Sounds like the real pain point is upgradeability, thinking we will invest in thorough backups to make the upgrade process less potentially destructive when we do want to get to the next version.

That’s odd to hear. We are using 17.12 CE as well and haven’t had an issue like that. Upgrading stacks typically takes less than a minute in my experience. Must be due to some specific interaction in your environment, but you probably already suspect that.

This is how I do container updates. I have CodePipeline call a lambda function… which runs an ssh command on a master node:

docker service update -d --force --image username/imagename myproductionservice

My docker compose runs two replicas and updates one replica at a time. I see in CloudWatch that both of my containers are running after “docker service update”, but https requests dont get routed to the containers till 10 minutes later. Your comment makes me want to try a different way to update containers. Thanks.

Ah, I see. We have a jenkins agent running on a swarm manager node that runs something like this:
docker stack deploy --with-registry-auth --prune -c stackname.yml stackname

I don’t have anything with rolling updates yet, so that could have something to do with it, but also I was under the impression that you had to use docker stack instead of docker service if you wanted the containers to be spread around the cluster, rather than running on just the one node you ran the command on. Not sure if that’s actually related to your issue but hopefully it helps.

I haven’t read this whole thread TLDR, but upgrading production (even non-prod) environments is a common problem. There are 2 major parts here of course. One is recycling your infrastructure components (EC2 instances and possibly other resources (such as your launch config) in your case) and the other is the applications deployed as containers across your cluster. The second of these is what your container management app is for and forms parts of the self-healing capability. So if a cluster host becomes unhealthy for whatever reason (including if you deliberately terminate it as part of a rolling upgrade) then the scheduler will spot that desired state is not maintained and start up some new ones on healthy hosts. If a host recycle is a planned event, you can control that process yourself, i.e de-register a node from the cluster, scheduler starts replacement containers on another node, infrastructure desired state is reconciled (ASG) so a new host appears, new host auto-registers to the cluster, de-registered node is terminated, wait until all replacement containers report as healthy… rinse and repeat for all other nodes in the cluster. There may be many reasons for replacing nodes like an upgrade to Docker but the process is the same regardless. BTW in-place upgrades are an anti-pattern IMO, so stick with immutable for your infrastructure in the same way you do for containers and you won’t go far wrong.

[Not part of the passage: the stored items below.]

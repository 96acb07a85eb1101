mod common;

use common::asserts::assert_simple;
use common::builders::{cors, simple_request};
use common::headers::{has_header, header_value, vary_values};
use email_writer_cors::constants::{header, method, origin as known};
use email_writer_cors::{CorsDecision, Origin};

mod check {
    use super::*;

    #[test]
    fn should_echo_origin_when_local_dev_server_calls_api_then_allow() {
        let cors = cors().build();

        let headers = assert_simple(simple_request().origin(known::LOCAL_DEV).check(&cors));

        assert_eq!(
            header_value(&headers, header::ACCESS_CONTROL_ALLOW_ORIGIN),
            Some("http://localhost:5173"),
        );
        assert!(vary_values(&headers).contains(header::ORIGIN));
    }

    #[test]
    fn should_echo_origin_when_each_deployed_frontend_calls_api_then_allow() {
        let cors = cors().build();

        for origin in [known::RENDER_DEPLOYMENT, known::VERCEL_DEPLOYMENT] {
            let headers = assert_simple(
                simple_request()
                    .method(method::POST)
                    .path("/api/email/generate")
                    .origin(origin)
                    .check(&cors),
            );

            assert_eq!(
                header_value(&headers, header::ACCESS_CONTROL_ALLOW_ORIGIN),
                Some(origin),
            );
        }
    }

    #[test]
    fn should_omit_allow_origin_when_unknown_site_calls_api_then_leave_blocking_to_browser() {
        let cors = cors().build();

        let decision = simple_request()
            .origin("https://evil.example.com")
            .check(&cors);

        let headers = assert_simple(decision);
        assert!(!has_header(&headers, header::ACCESS_CONTROL_ALLOW_ORIGIN));
        assert!(vary_values(&headers).contains(header::ORIGIN));
    }

    #[test]
    fn should_omit_credentials_when_credentials_disabled_then_never_emit() {
        let cors = cors().build();

        for origin in [known::LOCAL_DEV, "https://evil.example.com"] {
            let headers = assert_simple(simple_request().origin(origin).check(&cors));

            assert!(!has_header(&headers, header::ACCESS_CONTROL_ALLOW_CREDENTIALS));
        }
    }

    #[test]
    fn should_omit_preflight_only_headers_when_actual_request_then_keep_response_small() {
        let cors = cors().build();

        let headers = assert_simple(
            simple_request()
                .method(method::PUT)
                .origin(known::LOCAL_DEV)
                .check(&cors),
        );

        assert!(!has_header(&headers, header::ACCESS_CONTROL_ALLOW_METHODS));
        assert!(!has_header(&headers, header::ACCESS_CONTROL_ALLOW_HEADERS));
        assert!(!has_header(&headers, header::ACCESS_CONTROL_MAX_AGE));
    }

    #[test]
    fn should_return_not_applicable_when_request_has_no_origin_then_skip() {
        let cors = cors().build();

        let decision = simple_request().check(&cors);

        assert!(matches!(decision, CorsDecision::NotApplicable));
    }

    #[test]
    fn should_decorate_method_outside_allow_list_when_origin_allowed_then_still_echo() {
        let cors = cors().build();

        let headers = assert_simple(
            simple_request()
                .method("PATCH")
                .origin(known::LOCAL_DEV)
                .check(&cors),
        );

        assert_eq!(
            header_value(&headers, header::ACCESS_CONTROL_ALLOW_ORIGIN),
            Some(known::LOCAL_DEV),
        );
    }

    #[test]
    fn should_emit_wildcard_when_any_origin_configured_then_skip_vary() {
        let cors = cors().origin(Origin::any()).build();

        let headers = assert_simple(simple_request().origin("https://x.example").check(&cors));

        assert_eq!(
            header_value(&headers, header::ACCESS_CONTROL_ALLOW_ORIGIN),
            Some("*"),
        );
        assert!(!has_header(&headers, header::VARY));
    }
}
use axum::{http::StatusCode, response::IntoResponse};

pub async fn health() -> impl IntoResponse {
    "ok"
}

/// Stand-in for the reply generator; only here so a browser has something to call.
pub async fn generate(body: String) -> impl IntoResponse {
    if body.trim().is_empty() {
        return (StatusCode::BAD_REQUEST, "empty email content".to_string());
    }
    (StatusCode::OK, format!("received {} bytes", body.len()))
}
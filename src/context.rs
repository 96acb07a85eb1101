/// The parts of an inbound request the CORS filter looks at.
#[derive(Debug, Clone, Copy)]
pub struct RequestContext<'a> {
    pub method: &'a str,
    pub path: &'a str,
    pub origin: Option<&'a str>,
    pub access_control_request_method: Option<&'a str>,
    pub access_control_request_headers: Option<&'a str>,
}

impl<'a> RequestContext<'a> {
    pub fn new(method: &'a str, path: &'a str) -> Self {
        Self {
            method,
            path,
            origin: None,
            access_control_request_method: None,
            access_control_request_headers: None,
        }
    }

    pub fn with_origin(mut self, origin: &'a str) -> Self {
        self.origin = Some(origin);
        self
    }

    pub fn with_request_method(mut self, method: &'a str) -> Self {
        self.access_control_request_method = Some(method);
        self
    }

    pub fn with_request_headers(mut self, headers: &'a str) -> Self {
        self.access_control_request_headers = Some(headers);
        self
    }

    /// Origin header value, with blank values treated as absent.
    pub fn origin(&self) -> Option<&'a str> {
        self.origin.filter(|value| !value.trim().is_empty())
    }
}
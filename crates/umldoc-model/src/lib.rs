//! Documentable element model for umldoc.
//!
//! These types describe what the documentation generator documented:
//! packages containing types, and types containing enum constants, fields,
//! constructors and methods. The host tool builds a [`Model`] and hands it
//! to the renderer; this crate owns no behavior beyond small accessors.
//!
//! All structs are plain owned data and implement serde `Deserialize`, so
//! a host can also supply the model as JSON/TOML data instead of building
//! it in code.

use serde::Deserialize;

/// The kind of a documented type.
#[derive(Debug, Clone, Copy, PartialEq, Eq, Deserialize)]
#[serde(rename_all = "lowercase")]
pub enum TypeKind {
    Class,
    Interface,
    Enum,
}

/// Member visibility, with the conventional UML marker character.
#[derive(Debug, Clone, Copy, PartialEq, Eq, Default, Deserialize)]
#[serde(rename_all = "lowercase")]
pub enum Visibility {
    #[default]
    Public,
    Protected,
    Package,
    Private,
}

impl Visibility {
    /// UML visibility marker: `+`, `#`, `~` or `-`.
    #[must_use]
    pub fn marker(self) -> char {
        match self {
            Visibility::Public => '+',
            Visibility::Protected => '#',
            Visibility::Package => '~',
            Visibility::Private => '-',
        }
    }
}

/// A documentation tag attached to a type (e.g. a freeform `note` tag).
#[derive(Debug, Clone, Deserialize)]
pub struct DocTag {
    /// Tag name without any leading marker (e.g. `note`).
    pub name: String,
    /// Tag body text.
    pub text: String,
}

/// A documented field or enum constant.
#[derive(Debug, Clone, Deserialize)]
pub struct Field {
    pub name: String,
    /// Declared type, if the generator reported one. Enum constants
    /// usually carry none.
    #[serde(default)]
    pub type_name: Option<String>,
    #[serde(default)]
    pub is_static: bool,
    #[serde(default)]
    pub visibility: Visibility,
}

/// A single method or constructor parameter.
#[derive(Debug, Clone, Deserialize)]
pub struct Param {
    pub name: String,
    pub type_name: String,
}

/// A documented method or constructor.
///
/// Constructors are methods whose `return_type` is `None` and whose name
/// equals the simple type name; the renderer does not care about the
/// distinction beyond ordering.
#[derive(Debug, Clone, Deserialize)]
pub struct Method {
    pub name: String,
    #[serde(default)]
    pub params: Vec<Param>,
    #[serde(default)]
    pub return_type: Option<String>,
    #[serde(default)]
    pub is_abstract: bool,
    #[serde(default)]
    pub is_static: bool,
    #[serde(default)]
    pub visibility: Visibility,
}

/// A documented class, interface or enum.
#[derive(Debug, Clone, Deserialize)]
pub struct TypeElement {
    /// Fully qualified name, e.g. `com.acme.Widget`.
    pub qualified_name: String,
    /// Name of the containing package, e.g. `com.acme`. Empty for the
    /// unnamed package.
    #[serde(default)]
    pub package: String,
    pub kind: TypeKind,
    #[serde(default)]
    pub is_abstract: bool,
    #[serde(default)]
    pub is_deprecated: bool,
    /// Generic type parameter names, in declaration order.
    #[serde(default)]
    pub type_params: Vec<String>,
    /// Enum constants in declaration order. Empty for non-enums.
    #[serde(default)]
    pub enum_constants: Vec<Field>,
    #[serde(default)]
    pub fields: Vec<Field>,
    #[serde(default)]
    pub constructors: Vec<Method>,
    #[serde(default)]
    pub methods: Vec<Method>,
    /// Documentation tags attached to the type, in declaration order.
    #[serde(default)]
    pub tags: Vec<DocTag>,
}

impl TypeElement {
    /// Simple (unqualified) type name.
    #[must_use]
    pub fn simple_name(&self) -> &str {
        self.qualified_name
            .rsplit('.')
            .next()
            .unwrap_or(&self.qualified_name)
    }
}

/// A documented package and the types it contains.
#[derive(Debug, Clone, Deserialize)]
pub struct PackageElement {
    /// Package name, e.g. `com.acme`.
    pub name: String,
    /// Types in model-declared order.
    #[serde(default)]
    pub types: Vec<TypeElement>,
}

/// The complete documentable model for one documentation run.
#[derive(Debug, Clone, Default, Deserialize)]
pub struct Model {
    #[serde(default)]
    pub packages: Vec<PackageElement>,
}

#[cfg(test)]
mod tests {
    use super::*;

    #[test]
    fn test_simple_name() {
        let element = TypeElement {
            qualified_name: "com.acme.Widget".to_owned(),
            package: "com.acme".to_owned(),
            kind: TypeKind::Class,
            is_abstract: false,
            is_deprecated: false,
            type_params: Vec::new(),
            enum_constants: Vec::new(),
            fields: Vec::new(),
            constructors: Vec::new(),
            methods: Vec::new(),
            tags: Vec::new(),
        };
        assert_eq!(element.simple_name(), "Widget");
    }

    #[test]
    fn test_simple_name_unqualified() {
        let element = TypeElement {
            qualified_name: "Widget".to_owned(),
            package: String::new(),
            kind: TypeKind::Class,
            is_abstract: false,
            is_deprecated: false,
            type_params: Vec::new(),
            enum_constants: Vec::new(),
            fields: Vec::new(),
            constructors: Vec::new(),
            methods: Vec::new(),
            tags: Vec::new(),
        };
        assert_eq!(element.simple_name(), "Widget");
    }

    #[test]
    fn test_visibility_markers() {
        assert_eq!(Visibility::Public.marker(), '+');
        assert_eq!(Visibility::Protected.marker(), '#');
        assert_eq!(Visibility::Package.marker(), '~');
        assert_eq!(Visibility::Private.marker(), '-');
    }
}
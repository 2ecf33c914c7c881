//! Render tree nodes for class and package scopes.
//!
//! Nodes are built from the documentable model up front (validating the
//! model in the process) and then written to an [`IndentingWriter`]. The
//! tree is rooted at the diagram; every node knows its children, while the
//! parent is passed down explicitly as a [`ParentScope`] during writing.

use std::collections::HashSet;
use std::path::Path;

use umldoc_config::Config;
use umldoc_links::{ExternalLink, ResolvedLink};
use umldoc_model::{Field, Method, TypeElement, TypeKind};

use crate::RenderError;
use crate::path::relativize;
use crate::writer::IndentingWriter;

/// Identity key of a class-like node: the fully qualified type name.
///
/// Two nodes with the same key are interchangeable regardless of their
/// structural content, which intentionally collapses structurally
/// different renders of the same type in sets and maps.
#[derive(Debug, Clone, PartialEq, Eq, Hash, PartialOrd, Ord)]
pub struct TypeKey(String);

impl TypeKey {
    #[must_use]
    pub fn new(qualified_name: impl Into<String>) -> Self {
        Self(qualified_name.into())
    }

    #[must_use]
    pub fn as_str(&self) -> &str {
        &self.0
    }
}

impl std::fmt::Display for TypeKey {
    fn fmt(&self, f: &mut std::fmt::Formatter<'_>) -> std::fmt::Result {
        f.write_str(&self.0)
    }
}

/// The node a class-like node is written under.
#[derive(Debug, Clone, Copy)]
pub(crate) enum ParentScope<'a> {
    /// Directly under the diagram root.
    DiagramRoot,
    /// Nested inside the named package scope.
    Package(&'a str),
}

/// Shared state threaded through one render pass.
pub(crate) struct RenderContext<'a> {
    pub(crate) config: &'a Config,
    pub(crate) links: &'a [ExternalLink],
    /// Directory of the diagram source file, for relativizing local
    /// cross references.
    pub(crate) diagram_dir: &'a Path,
    /// Fully qualified names of every type written so far.
    pub(crate) encountered: &'a mut HashSet<TypeKey>,
}

/// A field or enum constant line.
#[derive(Debug)]
struct FieldMember {
    name: String,
    type_name: Option<String>,
    is_static: bool,
    marker: char,
}

impl FieldMember {
    fn from_model(field: &Field, owner: &str) -> Result<Self, RenderError> {
        if field.name.trim().is_empty() {
            return Err(RenderError::InvalidModel(format!(
                "field of {owner} has no name"
            )));
        }
        Ok(Self {
            name: field.name.clone(),
            type_name: field.type_name.clone(),
            is_static: field.is_static,
            marker: field.visibility.marker(),
        })
    }

    fn render_line(&self) -> String {
        let mut line = String::new();
        if self.is_static {
            line.push_str("{static} ");
        }
        line.push(self.marker);
        line.push_str(&self.name);
        if let Some(type_name) = &self.type_name {
            line.push_str(": ");
            line.push_str(type_name);
        }
        line
    }
}

/// A method or constructor line.
#[derive(Debug)]
struct MethodMember {
    name: String,
    params: Vec<(String, String)>,
    return_type: Option<String>,
    is_abstract: bool,
    is_static: bool,
    marker: char,
}

impl MethodMember {
    fn from_model(method: &Method, owner: &str) -> Result<Self, RenderError> {
        if method.name.trim().is_empty() {
            return Err(RenderError::InvalidModel(format!(
                "method of {owner} has no name"
            )));
        }
        Ok(Self {
            name: method.name.clone(),
            params: method
                .params
                .iter()
                .map(|p| (p.name.clone(), p.type_name.clone()))
                .collect(),
            return_type: method.return_type.clone(),
            is_abstract: method.is_abstract,
            is_static: method.is_static,
            marker: method.visibility.marker(),
        })
    }

    fn render_line(&self) -> String {
        let mut line = String::new();
        if self.is_static {
            line.push_str("{static} ");
        }
        if self.is_abstract {
            line.push_str("{abstract} ");
        }
        line.push(self.marker);
        line.push_str(&self.name);
        line.push('(');
        let mut sep = "";
        for (name, type_name) in &self.params {
            line.push_str(sep);
            line.push_str(name);
            line.push_str(": ");
            line.push_str(type_name);
            sep = ", ";
        }
        line.push(')');
        if let Some(return_type) = &self.return_type {
            line.push_str(": ");
            line.push_str(return_type);
        }
        line
    }
}

#[derive(Debug)]
enum MemberNode {
    Field(FieldMember),
    Method(MethodMember),
}

impl MemberNode {
    fn render_line(&self) -> String {
        match self {
            MemberNode::Field(field) => field.render_line(),
            MemberNode::Method(method) => method.render_line(),
        }
    }
}

/// A class, interface or enum in the render tree.
///
/// Children are ordered at construction time: enum constants first (in
/// declared order), then static fields, instance fields, constructors,
/// concrete methods, and abstract methods last.
#[derive(Debug)]
pub(crate) struct ClassNode {
    key: TypeKey,
    package: String,
    kind: TypeKind,
    is_abstract: bool,
    is_deprecated: bool,
    type_params: Vec<String>,
    members: Vec<MemberNode>,
    notes: Vec<String>,
}

impl ClassNode {
    /// Build a node from a documented type, validating the model data.
    ///
    /// # Errors
    ///
    /// Returns [`RenderError::InvalidModel`] for missing names; the whole
    /// render pass fails rather than emitting a partial diagram.
    pub(crate) fn from_element(element: &TypeElement) -> Result<Self, RenderError> {
        if element.qualified_name.trim().is_empty() {
            return Err(RenderError::InvalidModel(
                "type element has no qualified name".to_owned(),
            ));
        }
        let owner = element.qualified_name.as_str();

        let mut members = Vec::new();
        for constant in &element.enum_constants {
            members.push(MemberNode::Field(FieldMember::from_model(constant, owner)?));
        }
        // Static fields come before instance fields.
        let mut instance_fields = Vec::new();
        for field in &element.fields {
            let member = MemberNode::Field(FieldMember::from_model(field, owner)?);
            if field.is_static {
                members.push(member);
            } else {
                instance_fields.push(member);
            }
        }
        members.append(&mut instance_fields);
        for constructor in &element.constructors {
            members.push(MemberNode::Method(MethodMember::from_model(constructor, owner)?));
        }
        // Abstract methods come after concrete methods.
        let mut abstract_methods = Vec::new();
        for method in &element.methods {
            let member = MemberNode::Method(MethodMember::from_model(method, owner)?);
            if method.is_abstract {
                abstract_methods.push(member);
            } else {
                members.push(member);
            }
        }
        members.append(&mut abstract_methods);

        let notes = element
            .tags
            .iter()
            .filter(|tag| tag.name == "note")
            .map(|tag| tag.text.clone())
            .collect();

        Ok(Self {
            key: TypeKey::new(element.qualified_name.clone()),
            package: element.package.clone(),
            kind: element.kind,
            is_abstract: element.is_abstract,
            is_deprecated: element.is_deprecated,
            type_params: element.type_params.clone(),
            members,
            notes,
        })
    }

    pub(crate) fn key(&self) -> &TypeKey {
        &self.key
    }

    fn simple_name(&self) -> &str {
        self.key.as_str().rsplit('.').next().unwrap_or(self.key.as_str())
    }

    /// The UML keyword for this node: `enum`, `interface`,
    /// `abstract class` or `class`.
    fn uml_keyword(&self) -> &'static str {
        match self.kind {
            TypeKind::Enum => "enum",
            TypeKind::Interface => "interface",
            TypeKind::Class if self.is_abstract => "abstract class",
            TypeKind::Class => "class",
        }
    }

    /// The name under which this node is written.
    ///
    /// Directly under the diagram root the fully qualified name is used.
    /// Inside a package scope the `<package>.` prefix is stripped, unless
    /// qualified names are forced by configuration or the name does not
    /// carry the expected prefix.
    fn display_name(&self, parent: ParentScope<'_>, config: &Config) -> String {
        let qualified = self.key.as_str();
        match parent {
            ParentScope::Package(package) if !config.always_qualified_names => {
                let prefix = format!("{package}.");
                qualified
                    .strip_prefix(&prefix)
                    .map_or_else(|| qualified.to_owned(), str::to_owned)
            }
            ParentScope::DiagramRoot | ParentScope::Package(_) => qualified.to_owned(),
        }
    }

    /// Resolve an external cross reference for this type, if any target
    /// claims its package.
    ///
    /// Local targets are relativized against the diagram directory; when
    /// that fails the reference is dropped (no link) rather than failing
    /// the render.
    fn external_reference(&self, ctx: &RenderContext<'_>) -> Option<String> {
        for link in ctx.links {
            match link.resolve_type(&self.package, self.simple_name()) {
                Some(ResolvedLink::Remote(url)) => return Some(url),
                Some(ResolvedLink::Local(path)) => {
                    match relativize(ctx.diagram_dir, &path) {
                        Ok(relative) => return Some(relative),
                        Err(e) => {
                            tracing::warn!(
                                target_type = %self.key,
                                error = %e,
                                "Cannot relativize external reference; omitting link"
                            );
                            return None;
                        }
                    }
                }
                None => {}
            }
        }
        None
    }

    /// Write this node and its trailing notes.
    ///
    /// Writing the name registers the fully qualified name in the
    /// diagram's encountered-types set.
    pub(crate) fn write_to(
        &self,
        ctx: &mut RenderContext<'_>,
        parent: ParentScope<'_>,
        writer: &mut IndentingWriter,
    ) {
        let name = self.display_name(parent, ctx.config);
        ctx.encountered.insert(self.key.clone());

        let mut header = format!("{} {name}", self.uml_keyword());
        if !self.type_params.is_empty() {
            header.push('<');
            header.push_str(&self.type_params.join(", "));
            header.push('>');
        }
        if self.is_deprecated {
            header.push_str(" <<deprecated>>");
        }
        if let Some(reference) = self.external_reference(ctx) {
            header.push_str(&format!(" [[{reference} {}]]", self.simple_name()));
        }
        header.push_str(" {");

        writer.line(&header);
        writer.indent();
        for member in &self.members {
            writer.line(&member.render_line());
        }
        writer.outdent();
        writer.line("}");

        for note in &self.notes {
            writer.blank();
            writer.line(&format!("note bottom of {name}"));
            writer.indent();
            for text_line in note.lines() {
                writer.line(text_line);
            }
            writer.outdent();
            writer.line("end note");
        }
    }
}

impl PartialEq for ClassNode {
    fn eq(&self, other: &Self) -> bool {
        self.key == other.key
    }
}

impl Eq for ClassNode {}

impl std::hash::Hash for ClassNode {
    fn hash<H: std::hash::Hasher>(&self, state: &mut H) {
        self.key.hash(state);
    }
}

/// A package scope containing class-like nodes.
#[derive(Debug)]
pub(crate) struct PackageNode {
    name: String,
    classes: Vec<ClassNode>,
}

impl PackageNode {
    pub(crate) fn from_types(
        name: &str,
        types: &[TypeElement],
    ) -> Result<Self, RenderError> {
        if name.trim().is_empty() {
            return Err(RenderError::InvalidModel(
                "package element has no name".to_owned(),
            ));
        }
        let classes = types
            .iter()
            .map(ClassNode::from_element)
            .collect::<Result<Vec<_>, _>>()?;
        Ok(Self {
            name: name.to_owned(),
            classes,
        })
    }

    pub(crate) fn write_to(&self, ctx: &mut RenderContext<'_>, writer: &mut IndentingWriter) {
        writer.line(&format!("package {} {{", self.name));
        writer.indent();
        for class in &self.classes {
            writer.blank();
            class.write_to(ctx, ParentScope::Package(&self.name), writer);
        }
        writer.outdent();
        writer.blank();
        writer.line("}");
    }
}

If the above is too risky for business acceptance or your have some oddities like your EFS mounts become corrupt or disappear, then you can always go for a more redundancy approach such as full-on blue/green and manage the DNS switch over (weighted draining or direst depending on whether you need to worry about in flight transactions or other conditions like that or not)

Just to update my progress… I decided that using blue-green deployment was the best scenario for us. Luckily our application (WordPress) didnt have much data; and we were able to tell our editors to not make any changes during the migration. Migrations (dev, test, then prod environments) went very smoothly.

Lessons learned

1.How long it takes to create a completely new environment. About 3 hours: multiple CFT stacks (D4AWS, multiple AWS resource stacks, CICD, monitoring, lambda, etc), creating/loading Docker data (secrets, config, volumes, scripts). I could script more to automate creation and reduce the time.
2.Docker Swarm 18.03 CE - ran into new problems, sigh. I noticed that the D4AWS DynamoDB table (primary_manager) value was changing weekly, switching between manager nodes (IP addresses). This should not be happening. I also found that the cloudstor plugin was disabling itself; so we lost connection to our EFS instances.

FYI - I’ve recommended to my management to migrate our environment from D4AWS to ECS/Fargate.